The increasing role of quantum chemical calculations in drug and materials design has led to a demand for methods that can describe the electronic structures of large and complex systems. Semiempirical methods based on the neglect of diatomic differential overlap (NDDO) approximation (e.g., the MNDO [1, 2], MNDO/d [3], AM1 [4], AM1* [5], and PMx [6–8] methods) are important representatives of such approaches. Many of these methods have been implemented in the massively parallel program EMPIRE [9], which makes the full quantum-mechanical treatment of systems containing 100,000 atoms or more possible. Periodic boundary conditions (PBC) enable quantum chemical programs to treat condensed-phase systems, such as proteins in a periodic water box or solids.

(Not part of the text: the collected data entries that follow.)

use std::net::Ipv4Addr;

use crate::{error::NetError, types::NetworkCredentials};

#[derive(Debug, Clone, PartialEq, Eq)]
pub struct AccessPointSettings {
    pub ssid: String,
    pub password: String,
    pub ip: Ipv4Addr,
    pub gateway: Ipv4Addr,
    pub netmask: Ipv4Addr,
}

pub trait WifiRadio {
    /// Switches to station mode, applies the hostname, enables reconnect where
    /// the platform supports it and starts joining. Must not block until the
    /// link is up; progress is observed through [`WifiRadio::is_connected`].
    fn begin_station(
        &mut self,
        hostname: &str,
        credentials: &NetworkCredentials,
    ) -> Result<(), NetError>;

    fn is_connected(&mut self) -> bool;

    fn station_ip(&self) -> Option<Ipv4Addr>;

    /// Starts a local access point and returns the address it serves on.
    fn start_access_point(&mut self, settings: &AccessPointSettings) -> Result<Ipv4Addr, NetError>;

    fn access_point_ip(&self) -> Option<Ipv4Addr>;
}

/// DNS responder that resolves every name to one address.
pub trait CaptiveDns {
    fn start(&mut self, port: u16, answer: Ipv4Addr) -> Result<(), NetError>;

    /// Answers at most one pending query. Returns whether one was handled.
    fn process_next_request(&mut self) -> Result<bool, NetError>;
}

pub trait System {
    fn now_ms(&self) -> u64;
    fn sleep_ms(&self, ms: u64);
    /// Software (warm) restart. Real implementations do not return.
    fn restart(&self);
}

This allows molecular materials to be studied in their Bnative^ environment, instead of comparing experimental bulk properties with gas-phase monomer calculations. For semiempirical methods, the most practical way of implementing PBC is the cycliccluster approach [10–12] in which the system is approximated by a supercell and by imposing Born–von Karman boundary conditions [13]. Using a large unit cell allows the calculation to be performed entirely in real space. This is easily affordable because of the generally low computational cost of NDDO calculations. The main advantage of this technique is that program features like the calculation of local properties [14] or excited states are directly transferable from nonperiodic calculations [15]. We have, for example, used periodic EMPIRE calculations to model amorphous carbon [16]. EMPIRE, which was especially designed for calculations on systems with very many atoms, is also suitable for use on systems with very large unit cells (e.g., disordered and amorphous systems). EMPIRE can, for example, be used in combination with a classical molecular dynamics (MD) code to perform electronic structure calculations on snapshots from an MD run on a periodic system. In the first section of this paper, we discuss the implementation of periodic boundary conditions in EMPIRE. In the second, the program performance is discussed briefly. Finally, some exemplary applications of large-scale periodic NDDO calculations are shown.